Son las tres de la tarde y la gente suda. Parecen un cortejo de insectos por Providencia. Caminan de aquí para allá y de allá para acá en plena calle. Con ese típico ritmo sobresaltado de la ciudad. Betty sigue con la misma cara de pocos amigos con que me recibió al principio. Verla allí de pronto me hace imaginar su vida. Betty no lleva argolla de matrimonio. De seguro está separada como yo o como el resto del más de 40% de las chilenas. Debe estar ingeniándoselas –como sea– para sobrevivir. Debe haber tenido un hijo o dos. Dos diablillos hinchándole las pelotas todo el santo día. Estropeándole el aseo a Betty. Betty, sola, tratando de hacer lo que sea para no matarlos. Un día más. Los niños de Betty deben ser bonitos. A veces hasta la deben sorprender con sus preguntas impertinentes y sagaces.

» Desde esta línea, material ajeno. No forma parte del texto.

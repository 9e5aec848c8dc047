//! Normalization and inverse-CDF helpers shared by model rows and the
//! initial distribution.

use strand_core::InvariantViolation;

use crate::NORMALIZATION_TOLERANCE;

/// Outcome of normalizing a weight vector.
pub(crate) enum Normalized {
    /// Weights divided by their sum.
    Ok(Vec<f64>),
    /// A weight is negative or non-finite.
    BadWeight { index: usize, value: f64 },
    /// The sum is zero or not finite.
    BadSum(f64),
}

/// Divide `weights` by their sum, rejecting negative and non-finite input.
pub(crate) fn normalize(weights: &[f64]) -> Normalized {
    if let Some((index, &value)) = weights
        .iter()
        .enumerate()
        .find(|(_, w)| !w.is_finite() || **w < 0.0)
    {
        return Normalized::BadWeight { index, value };
    }
    let sum: f64 = weights.iter().sum();
    if !sum.is_finite() || sum <= 0.0 {
        return Normalized::BadSum(sum);
    }
    let out: Vec<f64> = weights.iter().map(|w| w / sum).collect();
    let total: f64 = out.iter().sum();
    if (total - 1.0).abs() > NORMALIZATION_TOLERANCE {
        return Normalized::BadSum(sum);
    }
    Normalized::Ok(out)
}

/// Running sum of `p`.
pub(crate) fn cumulative(p: &[f64]) -> Vec<f64> {
    p.iter()
        .scan(0.0, |acc, &x| {
            *acc += x;
            Some(*acc)
        })
        .collect()
}

/// Inverse-CDF lookup of `draw` in `cdf`.
///
/// Returns the first index whose cumulative value exceeds `draw`. A draw
/// at or past the final entry (floating-point edge) clamps to the last
/// index with non-zero probability.
pub(crate) fn sample(cdf: &[f64], draw: f64) -> Result<usize, InvariantViolation> {
    if draw.is_nan() || draw < 0.0 {
        return Err(InvariantViolation::DrawOutOfRange { draw });
    }
    let total = cdf.last().copied().unwrap_or(0.0);
    if (total - 1.0).abs() > NORMALIZATION_TOLERANCE {
        return Err(InvariantViolation::Unnormalized { total });
    }
    let idx = cdf.partition_point(|&c| c <= draw);
    if idx < cdf.len() {
        return Ok(idx);
    }
    Ok(last_positive(cdf))
}

fn last_positive(cdf: &[f64]) -> usize {
    (1..cdf.len())
        .rev()
        .find(|&i| cdf[i] > cdf[i - 1])
        .unwrap_or(0)
}
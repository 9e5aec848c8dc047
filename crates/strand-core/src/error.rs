//! Error types for the strand process simulator.
//!
//! Three families, by how callers are expected to react:
//!
//! - [`ValidationError`]: bad input at construction or mutation time.
//!   Always surfaced synchronously, never silently corrected.
//! - [`InvariantViolation`]: a sampling step found a distribution that
//!   validation should have rejected. Propagated, never swallowed.
//! - [`StepError`]: what `advance()` can fail with.
//!
//! Exhaustion of a finite or dependent process is not an error; it is
//! reported as `Ok(None)` by the process engine.

use thiserror::Error;

use crate::id::InstanceId;

/// Rejected model, initial state, forced state, or instance wiring.
#[derive(Clone, Debug, PartialEq, Error)]
pub enum ValidationError {
    /// The matrix has no rows or no columns.
    #[error("matrix must have at least one row and one column")]
    EmptyMatrix,
    /// A row's length differs from the first row's.
    #[error("matrix row {row} has {found} entries, expected {expected}")]
    RaggedMatrix {
        /// Index of the offending row.
        row: usize,
        /// Length of the first row.
        expected: usize,
        /// Length of the offending row.
        found: usize,
    },
    /// A square matrix was required.
    #[error("matrix must be square, got {rows}x{cols}")]
    NotSquare {
        /// Number of rows.
        rows: usize,
        /// Number of columns.
        cols: usize,
    },
    /// A weight is negative, NaN, or infinite.
    #[error("invalid weight {value} at row {row}, column {col}")]
    InvalidWeight {
        /// Row of the weight (`0` for initial-state vectors).
        row: usize,
        /// Column of the weight.
        col: usize,
        /// The rejected value.
        value: f64,
    },
    /// A matrix row cannot be normalized to sum 1.0.
    #[error("matrix row {row} sums to {sum} and cannot be normalized")]
    RowNotNormalizable {
        /// Index of the offending row.
        row: usize,
        /// The raw row sum.
        sum: f64,
    },
    /// The initial-state vector's length differs from the input size.
    #[error("initial distribution has {found} entries, expected {expected}")]
    InitialLengthMismatch {
        /// The model's input size.
        expected: usize,
        /// Length of the supplied vector.
        found: usize,
    },
    /// The initial-state vector cannot be normalized to sum 1.0.
    #[error("initial distribution sums to {sum} and cannot be normalized")]
    InitialNotNormalizable {
        /// The raw vector sum.
        sum: f64,
    },
    /// A fixed initial state is outside `[0, input_size)`.
    #[error("initial state {state} out of range [0, {size})")]
    InitialStateOutOfRange {
        /// The rejected state.
        state: usize,
        /// The model's input size.
        size: usize,
    },
    /// A forced state is outside `[0, output_size)`.
    #[error("forced state {state} out of range [0, {size})")]
    ForcedStateOutOfRange {
        /// The rejected state.
        state: usize,
        /// The model's output size.
        size: usize,
    },
    /// An observed transition references a state outside the model.
    #[error("observed transition ({from}, {to}) out of range for a {size}-state model")]
    TransitionOutOfRange {
        /// Source state of the pair.
        from: usize,
        /// Target state of the pair.
        to: usize,
        /// The model's dimension.
        size: usize,
    },
    /// Blend weights for `fit` are negative, non-finite, or both zero.
    #[error("invalid blend weights (prior {prior}, observed {observed})")]
    InvalidBlend {
        /// Weight of the previous matrix.
        prior: f64,
        /// Weight of the observed frequencies.
        observed: f64,
    },
    /// An operation needing a square model received a rectangular one.
    #[error("{what} requires a square model, got {inputs}x{outputs}")]
    ModelNotSquare {
        /// The operation or instance kind that needs a square model.
        what: &'static str,
        /// The model's input size.
        inputs: usize,
        /// The model's output size.
        outputs: usize,
    },
    /// A dependent instance's input space does not match its upstream's output space.
    #[error("upstream output size {upstream_outputs} does not match input size {inputs}")]
    ShapeMismatch {
        /// Output size of the upstream instance.
        upstream_outputs: usize,
        /// Input size of the dependent instance's model.
        inputs: usize,
    },
}

/// A sampling draw could not be mapped onto a validated distribution.
///
/// Validation guarantees normalized rows, so any of these indicates a
/// bug upstream of the sampler. They are reported, not recovered from.
#[derive(Clone, Debug, PartialEq, Error)]
pub enum InvariantViolation {
    /// The uniform draw is negative or NaN.
    #[error("draw {draw} is outside [0, 1)")]
    DrawOutOfRange {
        /// The rejected draw.
        draw: f64,
    },
    /// The source state does not index a row of the model.
    #[error("state {state} does not index a model row (input size {size})")]
    StateOutOfRange {
        /// The offending state.
        state: usize,
        /// The model's input size.
        size: usize,
    },
    /// A cumulative distribution does not end at 1.0.
    #[error("cumulative distribution ends at {total}, expected 1.0")]
    Unnormalized {
        /// Final cumulative entry.
        total: f64,
    },
}

/// Errors from advancing a process instance.
#[derive(Clone, Debug, PartialEq, Error)]
pub enum StepError {
    /// Sampling hit an invariant violation.
    #[error("sampling invariant violated: {0}")]
    Invariant(#[from] InvariantViolation),
    /// A dependent instance was advanced before its upstream produced a state.
    #[error("upstream instance {upstream} has not produced a state yet")]
    UpstreamUnstarted {
        /// The upstream instance.
        upstream: InstanceId,
    },
}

Me la imagino, todas las noches ahí en su casa. Debe ser de las del tipo conservador, de las que prefieren quedarse en casa, en vez de andar por allí tomándose hasta el Mapocho. Y quizás, por lo mismo, me trajo estos bikinis modelo de «señora» talla L. No porque me encuentra gordita, sino porque son los que usa ella. Hay un mundo detrás de Betty. Betty ahora hasta me parece más simpática, hasta se sonríe, ahora hasta me muestra unos «churrines» más guerreros.